TASK GOAL: Your answer must be an exact transcription of every entry.

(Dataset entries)
————————
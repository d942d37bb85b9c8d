use crate::{
    AppState,
    auth::{ActionError, ActionUser, PageUser, hash_password, verify_password},
    models::{
        DashboardData, LoginRequest, NewUser, RegisterRequest, UpdateDisplayNameRequest, User,
    },
    session::{clear_session_cookie, session_cookie},
};
use axum::{Json, extract::State, http::StatusCode};
use axum_extra::extract::cookie::CookieJar;

// --- Handlers ---

/// get_dashboard
///
/// [Page Route] The protected page load (GET /). The `PageUser` guard has already
/// decided admission: a request without a resolved Identity was diverted to /login with
/// a 302 before this body ran. What remains is pure data-shaping for the frontend.
#[utoipa::path(
    get,
    path = "/",
    responses(
        (status = 200, description = "Dashboard page data", body = DashboardData),
        (status = 302, description = "No identity; diverted to /login")
    )
)]
pub async fn get_dashboard(PageUser { user, session }: PageUser) -> Json<DashboardData> {
    Json(DashboardData {
        user,
        session_expires_at: session.expires_at,
    })
}

/// update_display_name
///
/// [Action Route] The dashboard page's form action (POST /), the single gated write.
/// The `ActionUser` guard rejects identity-less requests with a structured 401 failure
/// before any write is attempted; the failure is a returned value, never an unwound
/// fault.
#[utoipa::path(
    post,
    path = "/",
    request_body = UpdateDisplayNameRequest,
    responses(
        (status = 200, description = "Updated profile", body = User),
        (status = 401, description = "Authentication required"),
        (status = 422, description = "Empty display name")
    )
)]
pub async fn update_display_name(
    ActionUser { user, .. }: ActionUser,
    State(state): State<AppState>,
    Json(payload): Json<UpdateDisplayNameRequest>,
) -> Result<Json<User>, ActionError> {
    let display_name = payload.display_name.trim();
    if display_name.is_empty() {
        return Err(ActionError::InvalidDisplayName);
    }

    let updated = state
        .repo
        .set_display_name(user.id, display_name.to_string())
        .await
        // The row existed moments ago when the session resolved; its absence now is a
        // storage-level surprise, not a caller mistake.
        .ok_or(ActionError::Internal)?;

    Ok(Json(updated))
}

/// register_user
///
/// [Public Route] Creates an account. The raw password is hashed immediately and only
/// the PHC string reaches the repository; a duplicate email surfaces as a 409 conflict.
#[utoipa::path(
    post,
    path = "/register",
    request_body = RegisterRequest,
    responses(
        (status = 200, description = "Registered", body = User),
        (status = 409, description = "Email already registered")
    )
)]
pub async fn register_user(
    State(state): State<AppState>,
    Json(payload): Json<RegisterRequest>,
) -> Result<Json<User>, ActionError> {
    let password_hash = hash_password(&payload.password)?;

    let new_user = NewUser {
        // Emails are stored lowercased so login matching stays exact.
        email: payload.email.trim().to_lowercase(),
        display_name: payload.display_name.trim().to_string(),
        password_hash,
    };

    let created = state
        .repo
        .create_user(new_user)
        .await
        .ok_or(ActionError::EmailTaken)?;

    Ok(Json(created))
}

/// login
///
/// [Public Route] Verifies credentials, creates a session, and sets the session cookie.
/// Unknown email and wrong password produce the identical failure so the endpoint does
/// not disclose which accounts exist. The cookie's Secure attribute follows the
/// deployment environment, resolved once at startup.
#[utoipa::path(
    post,
    path = "/login",
    request_body = LoginRequest,
    responses(
        (status = 200, description = "Logged in; session cookie set", body = User),
        (status = 401, description = "Invalid email or password")
    )
)]
pub async fn login(
    State(state): State<AppState>,
    jar: CookieJar,
    Json(payload): Json<LoginRequest>,
) -> Result<(CookieJar, Json<User>), ActionError> {
    let email = payload.email.trim().to_lowercase();

    let credentials = state
        .repo
        .get_credentials(&email)
        .await
        .ok_or(ActionError::InvalidCredentials)?;

    if !verify_password(&credentials.password_hash, &payload.password) {
        return Err(ActionError::InvalidCredentials);
    }

    let user = state
        .repo
        .get_user(credentials.id)
        .await
        .ok_or(ActionError::Internal)?;

    let session = state
        .sessions
        .create_session(user.id)
        .await
        .ok_or(ActionError::Internal)?;

    let jar = jar.add(session_cookie(
        &session,
        state.config.session_cookie_secure(),
    ));

    Ok((jar, Json(user)))
}

/// logout
///
/// [Action Route] Destroys the current session and instructs the browser to drop the
/// cookie. Gated like any other write: without a resolved identity there is nothing to
/// log out of, and the guard answers 401.
#[utoipa::path(
    post,
    path = "/logout",
    responses(
        (status = 204, description = "Session destroyed; cookie cleared"),
        (status = 401, description = "Authentication required")
    )
)]
pub async fn logout(
    ActionUser { session, .. }: ActionUser,
    State(state): State<AppState>,
    jar: CookieJar,
) -> Result<(CookieJar, StatusCode), ActionError> {
    state.sessions.destroy_session(&session.token).await;

    let jar = jar.remove(clear_session_cookie());

    Ok((jar, StatusCode::NO_CONTENT))
}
————————
TASK RESPONSE:
repository d942d37bb85b9c8d
use crate::{
    AppState,
    auth::{ActionError, ActionUser, PageUser, hash_password, verify_password},
    models::{
        DashboardData, LoginRequest, NewUser, RegisterRequest, UpdateDisplayNameRequest, User,
    },
    session::{clear_session_cookie, session_cookie},
};
use axum::{Json, extract::State, http::StatusCode};
use axum_extra::extract::cookie::CookieJar;

// --- Handlers ---

/// get_dashboard
///
/// [Page Route] The protected page load (GET /). The `PageUser` guard has already
/// decided admission: a request without a resolved Identity was diverted to /login with
/// a 302 before this body ran. What remains is pure data-shaping for the frontend.
#[utoipa::path(
    get,
    path = "/",
    responses(
        (status = 200, description = "Dashboard page data", body = DashboardData),
        (status = 302, description = "No identity; diverted to /login")
    )
)]
pub async fn get_dashboard(PageUser { user, session }: PageUser) -> Json<DashboardData> {
    Json(DashboardData {
        user,
        session_expires_at: session.expires_at,
    })
}

/// update_display_name
///
/// [Action Route] The dashboard page's form action (POST /), the single gated write.
/// The `ActionUser` guard rejects identity-less requests with a structured 401 failure
/// before any write is attempted; the failure is a returned value, never an unwound
/// fault.
#[utoipa::path(
    post,
    path = "/",
    request_body = UpdateDisplayNameRequest,
    responses(
        (status = 200, description = "Updated profile", body = User),
        (status = 401, description = "Authentication required"),
        (status = 422, description = "Empty display name")
    )
)]
pub async fn update_display_name(
    ActionUser { user, .. }: ActionUser,
    State(state): State<AppState>,
    Json(payload): Json<UpdateDisplayNameRequest>,
) -> Result<Json<User>, ActionError> {
    let display_name = payload.display_name.trim();
    if display_name.is_empty() {
        return Err(ActionError::InvalidDisplayName);
    }

    let updated = state
        .repo
        .set_display_name(user.id, display_name.to_string())
        .await
        // The row existed moments ago when the session resolved; its absence now is a
        // storage-level surprise, not a caller mistake.
        .ok_or(ActionError::Internal)?;

    Ok(Json(updated))
}

/// register_user
///
/// [Public Route] Creates an account. The raw password is hashed immediately and only
/// the PHC string reaches the repository; a duplicate email surfaces as a 409 conflict.
#[utoipa::path(
    post,
    path = "/register",
    request_body = RegisterRequest,
    responses(
        (status = 200, description = "Registered", body = User),
        (status = 409, description = "Email already registered")
    )
)]
pub async fn register_user(
    State(state): State<AppState>,
    Json(payload): Json<RegisterRequest>,
) -> Result<Json<User>, ActionError> {
    let password_hash = hash_password(&payload.password)?;

    let new_user = NewUser {
        // Emails are stored lowercased so login matching stays exact.
        email: payload.email.trim().to_lowercase(),
        display_name: payload.display_name.trim().to_string(),
        password_hash,
    };

    let created = state
        .repo
        .create_user(new_user)
        .await
        .ok_or(ActionError::EmailTaken)?;

    Ok(Json(created))
}

/// login
///
/// [Public Route] Verifies credentials, creates a session, and sets the session cookie.
/// Unknown email and wrong password produce the identical failure so the endpoint does
/// not disclose which accounts exist. The cookie's Secure attribute follows the
/// deployment environment, resolved once at startup.
#[utoipa::path(
    post,
    path = "/login",
    request_body = LoginRequest,
    responses(
        (status = 200, description = "Logged in; session cookie set", body = User),
        (status = 401, description = "Invalid email or password")
    )
)]
pub async fn login(
    State(state): State<AppState>,
    jar: CookieJar,
    Json(payload): Json<LoginRequest>,
) -> Result<(CookieJar, Json<User>), ActionError> {
    let email = payload.email.trim().to_lowercase();

    let credentials = state
        .repo
        .get_credentials(&email)
        .await
        .ok_or(ActionError::InvalidCredentials)?;

    if !verify_password(&credentials.password_hash, &payload.password) {
        return Err(ActionError::InvalidCredentials);
    }

    let user = state
        .repo
        .get_user(credentials.id)
        .await
        .ok_or(ActionError::Internal)?;

    let session = state
        .sessions
        .create_session(user.id)
        .await
        .ok_or(ActionError::Internal)?;

    let jar = jar.add(session_cookie(
        &session,
        state.config.session_cookie_secure(),
    ));

    Ok((jar, Json(user)))
}

/// logout
///
/// [Action Route] Destroys the current session and instructs the browser to drop the
/// cookie. Gated like any other write: without a resolved identity there is nothing to
/// log out of, and the guard answers 401.
#[utoipa::path(
    post,
    path = "/logout",
    responses(
        (status = 204, description = "Session destroyed; cookie cleared"),
        (status = 401, description = "Authentication required")
    )
)]
pub async fn logout(
    ActionUser { session, .. }: ActionUser,
    State(state): State<AppState>,
    jar: CookieJar,
) -> Result<(CookieJar, StatusCode), ActionError> {
    state.sessions.destroy_session(&session.token).await;

    let jar = jar.remove(clear_session_cookie());

    Ok((jar, StatusCode::NO_CONTENT))
}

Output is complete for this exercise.